**How to complete this task**:
Could you write out the opening lines of the data, word for word, stopping after the line that contains "commonly used types"?

**Given information**:

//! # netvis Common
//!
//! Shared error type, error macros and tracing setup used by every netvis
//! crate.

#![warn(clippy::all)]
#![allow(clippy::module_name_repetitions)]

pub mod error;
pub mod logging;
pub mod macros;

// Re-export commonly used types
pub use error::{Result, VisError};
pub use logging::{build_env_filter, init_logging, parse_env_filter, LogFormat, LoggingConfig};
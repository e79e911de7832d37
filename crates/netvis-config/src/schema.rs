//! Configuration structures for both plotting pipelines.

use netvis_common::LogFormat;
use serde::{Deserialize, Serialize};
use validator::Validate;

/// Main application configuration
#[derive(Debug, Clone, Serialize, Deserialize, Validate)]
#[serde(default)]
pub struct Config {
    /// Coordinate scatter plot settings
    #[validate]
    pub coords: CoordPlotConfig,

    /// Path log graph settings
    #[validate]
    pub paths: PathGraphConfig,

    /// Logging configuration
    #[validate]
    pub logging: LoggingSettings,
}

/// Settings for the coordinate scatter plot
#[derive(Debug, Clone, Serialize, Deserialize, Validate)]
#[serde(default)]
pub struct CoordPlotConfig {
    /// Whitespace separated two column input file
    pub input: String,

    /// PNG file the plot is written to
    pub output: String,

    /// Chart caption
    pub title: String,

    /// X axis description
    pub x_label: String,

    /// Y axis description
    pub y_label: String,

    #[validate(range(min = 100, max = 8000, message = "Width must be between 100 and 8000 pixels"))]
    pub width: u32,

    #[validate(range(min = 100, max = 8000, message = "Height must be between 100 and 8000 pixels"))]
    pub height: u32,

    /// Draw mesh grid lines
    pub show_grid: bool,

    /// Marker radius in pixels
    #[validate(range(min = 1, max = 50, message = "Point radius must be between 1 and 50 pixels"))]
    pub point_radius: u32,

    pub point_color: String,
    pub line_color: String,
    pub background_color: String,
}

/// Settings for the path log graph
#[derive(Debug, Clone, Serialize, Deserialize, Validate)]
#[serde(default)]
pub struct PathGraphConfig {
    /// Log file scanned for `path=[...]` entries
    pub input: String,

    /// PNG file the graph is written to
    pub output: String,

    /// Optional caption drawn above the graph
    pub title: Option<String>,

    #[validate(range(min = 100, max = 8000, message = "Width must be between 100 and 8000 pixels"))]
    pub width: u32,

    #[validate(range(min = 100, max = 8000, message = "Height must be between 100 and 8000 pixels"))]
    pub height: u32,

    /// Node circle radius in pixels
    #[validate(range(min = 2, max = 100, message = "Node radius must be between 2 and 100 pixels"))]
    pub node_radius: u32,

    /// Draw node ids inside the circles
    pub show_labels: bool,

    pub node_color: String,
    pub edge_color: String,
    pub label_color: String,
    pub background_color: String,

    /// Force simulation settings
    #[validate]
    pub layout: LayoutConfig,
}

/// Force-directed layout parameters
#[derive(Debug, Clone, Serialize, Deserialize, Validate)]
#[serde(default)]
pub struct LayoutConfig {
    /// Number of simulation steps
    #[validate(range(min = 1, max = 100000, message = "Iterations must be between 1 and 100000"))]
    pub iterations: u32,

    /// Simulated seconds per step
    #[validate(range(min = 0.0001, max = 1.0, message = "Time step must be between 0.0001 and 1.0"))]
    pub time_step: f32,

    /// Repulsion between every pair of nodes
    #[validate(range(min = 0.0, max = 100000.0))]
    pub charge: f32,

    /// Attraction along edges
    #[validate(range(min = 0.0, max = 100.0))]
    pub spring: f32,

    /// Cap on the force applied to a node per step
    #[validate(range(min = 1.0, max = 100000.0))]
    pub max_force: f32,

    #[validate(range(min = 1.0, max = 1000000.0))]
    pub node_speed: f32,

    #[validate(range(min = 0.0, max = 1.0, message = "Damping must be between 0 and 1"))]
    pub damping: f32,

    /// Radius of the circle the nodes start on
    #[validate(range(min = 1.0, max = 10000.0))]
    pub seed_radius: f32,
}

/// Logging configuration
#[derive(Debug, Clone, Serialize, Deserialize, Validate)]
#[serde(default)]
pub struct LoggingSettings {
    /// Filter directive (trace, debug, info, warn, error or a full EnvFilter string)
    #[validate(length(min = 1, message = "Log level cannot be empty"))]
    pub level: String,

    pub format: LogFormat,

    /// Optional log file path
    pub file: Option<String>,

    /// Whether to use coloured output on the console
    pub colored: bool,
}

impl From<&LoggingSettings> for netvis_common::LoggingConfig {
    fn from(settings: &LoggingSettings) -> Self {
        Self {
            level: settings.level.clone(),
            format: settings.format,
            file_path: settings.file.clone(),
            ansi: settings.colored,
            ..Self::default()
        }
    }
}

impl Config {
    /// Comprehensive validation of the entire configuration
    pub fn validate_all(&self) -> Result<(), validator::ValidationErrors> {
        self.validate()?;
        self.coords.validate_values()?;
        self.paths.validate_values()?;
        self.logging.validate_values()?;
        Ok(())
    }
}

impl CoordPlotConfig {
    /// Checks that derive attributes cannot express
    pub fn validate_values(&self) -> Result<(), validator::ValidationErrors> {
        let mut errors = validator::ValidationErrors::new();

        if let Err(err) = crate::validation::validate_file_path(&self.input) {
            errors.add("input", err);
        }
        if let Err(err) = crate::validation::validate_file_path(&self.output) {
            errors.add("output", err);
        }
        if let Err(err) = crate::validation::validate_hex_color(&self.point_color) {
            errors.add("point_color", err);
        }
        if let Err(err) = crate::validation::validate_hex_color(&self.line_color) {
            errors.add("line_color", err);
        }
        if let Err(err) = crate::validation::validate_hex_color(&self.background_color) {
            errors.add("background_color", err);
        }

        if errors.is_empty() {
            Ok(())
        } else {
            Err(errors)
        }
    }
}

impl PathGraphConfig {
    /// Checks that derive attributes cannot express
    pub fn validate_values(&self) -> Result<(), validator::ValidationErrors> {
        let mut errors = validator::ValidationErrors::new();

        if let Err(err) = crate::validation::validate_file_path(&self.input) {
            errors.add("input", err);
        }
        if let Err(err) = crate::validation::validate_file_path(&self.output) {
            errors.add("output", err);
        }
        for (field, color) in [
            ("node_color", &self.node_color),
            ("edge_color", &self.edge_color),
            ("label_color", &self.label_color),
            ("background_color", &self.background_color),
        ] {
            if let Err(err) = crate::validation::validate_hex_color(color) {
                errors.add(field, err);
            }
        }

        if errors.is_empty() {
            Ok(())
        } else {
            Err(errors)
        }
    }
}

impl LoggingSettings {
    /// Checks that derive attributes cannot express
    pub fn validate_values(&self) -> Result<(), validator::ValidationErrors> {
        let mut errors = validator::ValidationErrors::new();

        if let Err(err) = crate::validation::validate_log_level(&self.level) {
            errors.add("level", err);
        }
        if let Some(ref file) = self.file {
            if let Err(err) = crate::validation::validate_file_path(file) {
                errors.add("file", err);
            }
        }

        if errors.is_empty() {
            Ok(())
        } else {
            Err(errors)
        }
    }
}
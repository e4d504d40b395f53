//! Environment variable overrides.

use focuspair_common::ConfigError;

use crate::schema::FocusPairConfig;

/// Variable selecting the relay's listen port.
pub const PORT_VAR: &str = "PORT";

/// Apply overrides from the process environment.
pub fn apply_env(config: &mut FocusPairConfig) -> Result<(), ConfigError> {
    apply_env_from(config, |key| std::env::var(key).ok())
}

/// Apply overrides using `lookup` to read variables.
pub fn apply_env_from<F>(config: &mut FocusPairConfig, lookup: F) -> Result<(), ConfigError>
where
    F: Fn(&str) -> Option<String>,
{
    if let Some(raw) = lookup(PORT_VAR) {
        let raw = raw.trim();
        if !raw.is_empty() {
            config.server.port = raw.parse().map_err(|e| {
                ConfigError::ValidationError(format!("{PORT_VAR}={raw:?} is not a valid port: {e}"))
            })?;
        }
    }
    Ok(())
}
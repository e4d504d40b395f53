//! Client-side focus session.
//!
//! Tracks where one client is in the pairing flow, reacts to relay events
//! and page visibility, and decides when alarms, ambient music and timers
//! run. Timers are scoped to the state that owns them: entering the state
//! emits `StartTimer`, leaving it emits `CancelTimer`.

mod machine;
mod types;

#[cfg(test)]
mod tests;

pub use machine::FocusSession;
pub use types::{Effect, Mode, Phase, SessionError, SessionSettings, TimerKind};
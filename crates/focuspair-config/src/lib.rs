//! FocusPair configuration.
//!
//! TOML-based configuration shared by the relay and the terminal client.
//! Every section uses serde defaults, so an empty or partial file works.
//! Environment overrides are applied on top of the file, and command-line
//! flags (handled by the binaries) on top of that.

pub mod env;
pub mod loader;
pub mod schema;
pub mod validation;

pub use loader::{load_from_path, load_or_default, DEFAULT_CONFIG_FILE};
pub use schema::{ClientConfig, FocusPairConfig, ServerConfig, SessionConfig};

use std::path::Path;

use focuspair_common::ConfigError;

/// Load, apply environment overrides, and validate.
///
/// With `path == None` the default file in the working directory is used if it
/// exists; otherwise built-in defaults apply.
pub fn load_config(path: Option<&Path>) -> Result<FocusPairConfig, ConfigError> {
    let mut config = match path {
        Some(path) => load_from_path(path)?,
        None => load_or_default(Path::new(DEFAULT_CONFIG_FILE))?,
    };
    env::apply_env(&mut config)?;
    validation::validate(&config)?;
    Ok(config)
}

**Solution to this exercise**:
//! # netvis Common
//!
//! Shared error type, error macros and tracing setup used by every netvis
//! crate.

#![warn(clippy::all)]
#![allow(clippy::module_name_repetitions)]

pub mod error;
pub mod logging;
pub mod macros;

// Re-export commonly used types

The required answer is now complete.